Others may argue that the world is losing far more than just learning by the death of the handwritten word. There is a certain beauty in a letter that someone took the time to write by hand. It is imbued with a sense of personal connection that communication intermediated by computer technology does not have. Others may argue that it is the message of the words that matters far more than the form they take. There is a largely subjective viewpoint inherent in this argument that cannot be quanitified, but what about something more concrete? What about the visual art of calligraphy?

With the lack of handwriting practice, calligraphy itself will probably die and no amount of Bic’s handwriting for the world will be able to replace that. Unlike painting or sketching, calligraphy is a little known type of artistic expression that marries handwriting with the practice of painting and sketching. There are few exhibits of calligraphic art, but it is not dead yet. The White House currently employs professional calligraphers to design and create the many official invitations and other materials required for formal occasions. Today, much of the work of the White House’s calligraphy office has been outsourced to computer programs that speed up the process of manufacture or allow the artists to perfect a project. But the initial artistic genesis of things like dinner invitations and menus are still done by hand. Relatively few people may ultimately see these works of art, but that does not diminish their value or the grandeur they add to such moments. It is questionable whether the new Cristal Stylus will be able to duplicate that.

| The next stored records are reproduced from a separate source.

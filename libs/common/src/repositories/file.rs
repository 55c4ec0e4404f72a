//! File repository for the `files` collection

use anyhow::Result;
use async_trait::async_trait;
use sqlx::{PgPool, Row, postgres::PgRow};
use tracing::info;
use uuid::Uuid;

use crate::models::{ContentRef, FileNode, NewFileNode, Parent};

/// Access to file tree nodes
///
/// Listing order is insertion order, which stays stable across pages.
#[async_trait]
pub trait FileRepository: Send + Sync {
    /// Insert a node and return it with its generated id
    async fn insert(&self, node: &NewFileNode) -> Result<FileNode>;

    /// Find a node by ID regardless of owner
    async fn find_by_id(&self, id: Uuid) -> Result<Option<FileNode>>;

    /// Find a node by ID only if it belongs to `owner_id`
    async fn find_owned(&self, id: Uuid, owner_id: Uuid) -> Result<Option<FileNode>>;

    /// Children of `parent` owned by `owner_id`, in creation order
    async fn list_children(
        &self,
        owner_id: Uuid,
        parent: Parent,
        skip: u64,
        limit: u64,
    ) -> Result<Vec<FileNode>>;

    /// Update the visibility of a node owned by `owner_id`
    ///
    /// Returns the updated node, or `None` when no such owned node exists.
    async fn set_public(&self, id: Uuid, owner_id: Uuid, public: bool)
    -> Result<Option<FileNode>>;

    /// Number of stored nodes
    async fn count(&self) -> Result<i64>;
}

/// PostgreSQL file repository
#[derive(Clone)]
pub struct PgFileRepository {
    pool: PgPool,
}

const NODE_COLUMNS: &str =
    "id, owner_id, name, type, is_public, parent_id, content_ref, created_at";

impl PgFileRepository {
    /// Create a new file repository
    pub fn new(pool: PgPool) -> Self {
        Self { pool }
    }

    fn node_from_row(row: &PgRow) -> Result<FileNode> {
        let kind: String = row.try_get("type")?;
        let parent_id: Option<Uuid> = row.try_get("parent_id")?;
        let content_ref: Option<String> = row.try_get("content_ref")?;

        Ok(FileNode {
            id: row.try_get("id")?,
            owner_id: row.try_get("owner_id")?,
            name: row.try_get("name")?,
            kind: kind
                .parse()
                .map_err(|e: String| anyhow::anyhow!("Corrupt file row: {}", e))?,
            is_public: row.try_get("is_public")?,
            parent: Parent::from(parent_id),
            content: content_ref.map(ContentRef::from),
            created_at: row.try_get("created_at")?,
        })
    }
}

#[async_trait]
impl FileRepository for PgFileRepository {
    async fn insert(&self, node: &NewFileNode) -> Result<FileNode> {
        info!("Inserting {} {} for owner {}", node.kind, node.name, node.owner_id);

        let query = format!(
            r#"
            INSERT INTO files (id, owner_id, name, type, is_public, parent_id, content_ref)
            VALUES ($1, $2, $3, $4, $5, $6, $7)
            RETURNING {}
            "#,
            NODE_COLUMNS
        );

        let row = sqlx::query(&query)
            .bind(Uuid::new_v4())
            .bind(node.owner_id)
            .bind(&node.name)
            .bind(node.kind.as_str())
            .bind(node.is_public)
            .bind(node.parent.folder_id())
            .bind(node.content.as_ref().map(ContentRef::as_str))
            .fetch_one(&self.pool)
            .await?;

        Self::node_from_row(&row)
    }

    async fn find_by_id(&self, id: Uuid) -> Result<Option<FileNode>> {
        let query = format!("SELECT {} FROM files WHERE id = $1", NODE_COLUMNS);
        let row = sqlx::query(&query)
            .bind(id)
            .fetch_optional(&self.pool)
            .await?;

        row.as_ref().map(Self::node_from_row).transpose()
    }

    async fn find_owned(&self, id: Uuid, owner_id: Uuid) -> Result<Option<FileNode>> {
        let query = format!(
            "SELECT {} FROM files WHERE id = $1 AND owner_id = $2",
            NODE_COLUMNS
        );
        let row = sqlx::query(&query)
            .bind(id)
            .bind(owner_id)
            .fetch_optional(&self.pool)
            .await?;

        row.as_ref().map(Self::node_from_row).transpose()
    }

    async fn list_children(
        &self,
        owner_id: Uuid,
        parent: Parent,
        skip: u64,
        limit: u64,
    ) -> Result<Vec<FileNode>> {
        let query = format!(
            r#"
            SELECT {}
            FROM files
            WHERE owner_id = $1 AND parent_id IS NOT DISTINCT FROM $2
            ORDER BY seq ASC
            LIMIT $3 OFFSET $4
            "#,
            NODE_COLUMNS
        );

        let rows = sqlx::query(&query)
            .bind(owner_id)
            .bind(parent.folder_id())
            .bind(i64::try_from(limit).unwrap_or(i64::MAX))
            .bind(i64::try_from(skip).unwrap_or(i64::MAX))
            .fetch_all(&self.pool)
            .await?;

        rows.iter().map(Self::node_from_row).collect()
    }

    async fn set_public(
        &self,
        id: Uuid,
        owner_id: Uuid,
        public: bool,
    ) -> Result<Option<FileNode>> {
        let query = format!(
            r#"
            UPDATE files SET is_public = $3
            WHERE id = $1 AND owner_id = $2
            RETURNING {}
            "#,
            NODE_COLUMNS
        );

        let row = sqlx::query(&query)
            .bind(id)
            .bind(owner_id)
            .bind(public)
            .fetch_optional(&self.pool)
            .await?;

        row.as_ref().map(Self::node_from_row).transpose()
    }

    async fn count(&self) -> Result<i64> {
        let count: i64 = sqlx::query_scalar("SELECT COUNT(*) FROM files")
            .fetch_one(&self.pool)
            .await?;
        Ok(count)
    }
}

#[cfg(any(test, feature = "memory"))]
pub use self::memory::MemoryFileRepository;

#[cfg(any(test, feature = "memory"))]
mod memory {
    use super::*;
    use chrono::Utc;
    use std::sync::Arc;
    use tokio::sync::RwLock;

    /// In-process file repository; the vector order is the creation order
    #[derive(Clone, Default)]
    pub struct MemoryFileRepository {
        nodes: Arc<RwLock<Vec<FileNode>>>,
    }

    impl MemoryFileRepository {
        pub fn new() -> Self {
            Self::default()
        }
    }

    #[async_trait]
    impl FileRepository for MemoryFileRepository {
        async fn insert(&self, node: &NewFileNode) -> Result<FileNode> {
            let stored = FileNode {
                id: Uuid::new_v4(),
                owner_id: node.owner_id,
                name: node.name.clone(),
                kind: node.kind,
                is_public: node.is_public,
                parent: node.parent,
                content: node.content.clone(),
                created_at: Utc::now(),
            };
            self.nodes.write().await.push(stored.clone());
            Ok(stored)
        }

        async fn find_by_id(&self, id: Uuid) -> Result<Option<FileNode>> {
            let nodes = self.nodes.read().await;
            Ok(nodes.iter().find(|n| n.id == id).cloned())
        }

        async fn find_owned(&self, id: Uuid, owner_id: Uuid) -> Result<Option<FileNode>> {
            let nodes = self.nodes.read().await;
            Ok(nodes
                .iter()
                .find(|n| n.id == id && n.owner_id == owner_id)
                .cloned())
        }

        async fn list_children(
            &self,
            owner_id: Uuid,
            parent: Parent,
            skip: u64,
            limit: u64,
        ) -> Result<Vec<FileNode>> {
            let nodes = self.nodes.read().await;
            Ok(nodes
                .iter()
                .filter(|n| n.owner_id == owner_id && n.parent == parent)
                .skip(skip as usize)
                .take(limit as usize)
                .cloned()
                .collect())
        }

        async fn set_public(
            &self,
            id: Uuid,
            owner_id: Uuid,
            public: bool,
        ) -> Result<Option<FileNode>> {
            let mut nodes = self.nodes.write().await;
            Ok(nodes
                .iter_mut()
                .find(|n| n.id == id && n.owner_id == owner_id)
                .map(|n| {
                    n.is_public = public;
                    n.clone()
                }))
        }

        async fn count(&self) -> Result<i64> {
            Ok(self.nodes.read().await.len() as i64)
        }
    }
}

In the world of writing implements, Bic is a big name known for innovation and reliability. They are the Apple products of pens and pencils, though it is far less of a tragedy if one loses a pen than an iPad. Its importance cannot be underestimated, however. The original Bic Cristal from 1950 was not just revolutionary, it was art and it earned a place in the Museum of Modern Art’s permanent collection. For the first time it seemed like art was not just what you produced with a pen, but the pen itself. The Bic Cristal Stylus is an update of a beloved classic, but it may not ever make it to the side of the original in the museum. The Universal Typeface Experiment is also a very cool update, but it is doubtful whether it will ever fully replace individual handwriting styles. It is not Bic’s algorithm that will ultimately create a new handwriting for the world, but every individual who persists in creating a typeface unique to them personally just by using a pen on actual paper.

Opinion By Lydia Bradbury

Sources:

Engadget
Smithsonian Magazine
BIC
The New Indian Express
The Chronicle of Higher Education
The Washington Post
ScienceAlert
NJ.com

 

One Response to "BIC’s Handwriting for the World"

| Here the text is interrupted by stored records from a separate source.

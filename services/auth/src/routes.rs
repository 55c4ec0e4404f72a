//! Authentication service routes

use axum::{
    Extension, Json, Router,
    extract::State,
    http::StatusCode,
    middleware,
    response::IntoResponse,
    routing::{get, post},
};
use axum_extra::{
    TypedHeader,
    headers::{Authorization, authorization::Basic},
};
use common::{error::StoreError, models::NewUser, models::WelcomeJob};
use serde::{Deserialize, Serialize};
use tracing::{info, warn};
use uuid::Uuid;

use crate::{
    error::{AuthError, AuthResult},
    middleware::{AuthUser, auth_middleware},
    password::{hash_password_blocking, verify_password_blocking},
    state::AppState,
    validation::{validate_email, validate_password},
};

/// Request for user registration
#[derive(Deserialize)]
pub struct CreateUserRequest {
    pub email: Option<String>,
    pub password: Option<String>,
}

/// Response for user operations
#[derive(Serialize)]
pub struct UserResponse {
    pub id: Uuid,
    pub email: String,
}

/// Response for a successful login
#[derive(Serialize)]
pub struct TokenResponse {
    pub token: String,
}

/// Create the router for the authentication service
pub fn create_router(state: AppState) -> Router {
    let protected_routes = Router::new()
        .route("/disconnect", get(disconnect))
        .route("/users/me", get(get_me))
        .route_layer(middleware::from_fn_with_state(
            state.clone(),
            auth_middleware,
        ));

    Router::new()
        .route("/health", get(health_check))
        .route("/users", post(create_user))
        .route("/connect", get(connect))
        .merge(protected_routes)
        .with_state(state)
}

/// Health check endpoint
pub async fn health_check() -> impl IntoResponse {
    Json(serde_json::json!({
        "status": "ok",
        "service": "auth-service"
    }))
}

/// Register a new user and queue their welcome notification
pub async fn create_user(
    State(state): State<AppState>,
    Json(payload): Json<CreateUserRequest>,
) -> AuthResult<impl IntoResponse> {
    let email = payload.email.unwrap_or_default();
    validate_email(&email).map_err(AuthError::BadRequest)?;
    let password = payload.password.unwrap_or_default();
    validate_password(&password).map_err(AuthError::BadRequest)?;

    info!("Registration attempt for: {}", email);

    if state.user_repository.find_by_email(&email).await?.is_some() {
        return Err(AuthError::Conflict);
    }

    let new_user = NewUser {
        email,
        password_digest: hash_password_blocking(password).await?,
    };

    let user = match state.user_repository.create(&new_user).await {
        Ok(user) => user,
        Err(StoreError::Conflict(_)) => return Err(AuthError::Conflict),
        Err(StoreError::Backend(e)) => return Err(e.into()),
    };

    // The account exists at this point; a lost welcome is only logged
    if let Err(e) = state
        .welcome_queue
        .enqueue(&WelcomeJob { user_id: user.id })
        .await
    {
        warn!("Welcome job for user {} not queued: {}", user.id, e);
    }

    Ok((
        StatusCode::CREATED,
        Json(UserResponse {
            id: user.id,
            email: user.email,
        }),
    ))
}

/// Exchange Basic credentials for a session token
pub async fn connect(
    State(state): State<AppState>,
    credentials: Option<TypedHeader<Authorization<Basic>>>,
) -> AuthResult<impl IntoResponse> {
    let TypedHeader(Authorization(basic)) = credentials.ok_or(AuthError::Unauthorized)?;
    if basic.username().is_empty() || basic.password().is_empty() {
        return Err(AuthError::Unauthorized);
    }

    let user = match state.user_repository.find_by_email(basic.username()).await? {
        Some(user) => user,
        None => {
            warn!("Login rejected for unknown user");
            return Err(AuthError::Unauthorized);
        }
    };

    let valid = verify_password_blocking(
        basic.password().to_string(),
        user.password_digest.clone(),
    )
    .await?;
    if !valid {
        warn!("Login rejected for user: {}", user.id);
        return Err(AuthError::Unauthorized);
    }

    let token = state.sessions.issue(user.id).await?;
    Ok((StatusCode::OK, Json(TokenResponse { token })))
}

/// Revoke the session the request was made with
pub async fn disconnect(
    State(state): State<AppState>,
    Extension(user): Extension<AuthUser>,
) -> AuthResult<impl IntoResponse> {
    state.sessions.revoke(&user.token).await?;
    info!("Session closed for user: {}", user.id);
    Ok(StatusCode::NO_CONTENT)
}

/// Return the authenticated user
pub async fn get_me(
    State(state): State<AppState>,
    Extension(user): Extension<AuthUser>,
) -> AuthResult<impl IntoResponse> {
    let user = state
        .user_repository
        .find_by_id(user.id)
        .await?
        .ok_or(AuthError::Unauthorized)?;

    Ok(Json(UserResponse {
        id: user.id,
        email: user.email,
    }))
}
use anyhow::Result;
use std::sync::Arc;
use tokio::sync::watch;
use tracing::{error, info};
use tracing_subscriber::EnvFilter;

use common::{
    cache::{RedisConfig, RedisPool},
    database::{DatabaseConfig, health_check, init_pool, run_migrations},
    models::{ThumbnailJob, WelcomeJob},
    queue::{JobQueue, RedisQueue},
    repositories::{PgFileRepository, PgUserRepository},
    storage::{LocalBlobStore, StorageConfig},
};
use media::{
    config::MediaConfig,
    thumbnail_generator::ThumbnailGenerator,
    welcome::{LogNotifier, WelcomeSender},
    worker::WorkerPool,
};

#[tokio::main]
async fn main() -> Result<()> {
    // Initialize tracing
    tracing_subscriber::fmt()
        .with_env_filter(EnvFilter::try_from_default_env().unwrap_or_else(|_| "info".into()))
        .init();

    info!("Starting media worker service");

    let config = MediaConfig::from_env()?;

    // Initialize database connection
    let db_config = DatabaseConfig::from_env()?;
    let pool = init_pool(&db_config).await?;
    if !health_check(&pool).await? {
        anyhow::bail!("Failed to connect to database");
    }
    run_migrations(&pool).await?;

    let redis_pool = RedisPool::new(&RedisConfig::from_env()?).await?;
    let blobs = LocalBlobStore::from_config(&StorageConfig::from_env()?)?;

    let thumbnail_generator = ThumbnailGenerator::new(
        Arc::new(PgFileRepository::new(pool.clone())),
        Arc::new(blobs),
    );
    let welcome_sender = WelcomeSender::new(
        Arc::new(PgUserRepository::new(pool)),
        Arc::new(LogNotifier),
    );

    let (stop, shutdown) = watch::channel(false);

    let thumbnail_queue: Arc<dyn JobQueue<ThumbnailJob>> =
        Arc::new(RedisQueue::new(redis_pool.clone()));
    let welcome_queue: Arc<dyn JobQueue<WelcomeJob>> = Arc::new(RedisQueue::new(redis_pool));

    let mut thumbnail_workers = WorkerPool::new(
        thumbnail_queue,
        thumbnail_generator,
        config.thumbnail_pool(),
    )
    .spawn(shutdown.clone());

    let mut welcome_workers = WorkerPool::new(
        welcome_queue,
        welcome_sender,
        config.welcome_pool(),
    )
    .spawn(shutdown);

    info!("Media worker service started successfully");

    // Keep the service running
    tokio::signal::ctrl_c().await?;
    info!("Shutting down media worker service");

    stop.send(true)?;
    while let Some(result) = thumbnail_workers.join_next().await {
        if let Err(e) = result {
            error!("Thumbnail worker ended abnormally: {}", e);
        }
    }
    while let Some(result) = welcome_workers.join_next().await {
        if let Err(e) = result {
            error!("Welcome worker ended abnormally: {}", e);
        }
    }

    Ok(())
}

  1. Nan Jay Barchowsky   July 13, 2014 at 8:19 am

    As a handwriting specialist and instructor I discourage the use of Bics, Biros, or any ball point pens. The reason is that they must be held upright for the “ink” to flow. This causes the palm of the hand to close. For most individuals the result is a tight, tense pen hold. Tight, tense muscles do not produce fluency.

    A font composed of many handwritten submissions may be the right step forward for Bic. The result will hopefully produce simpler letter formations than those that are currently taught in the USA as “cursive,” which is not necessarily the best hand for legibility at speed.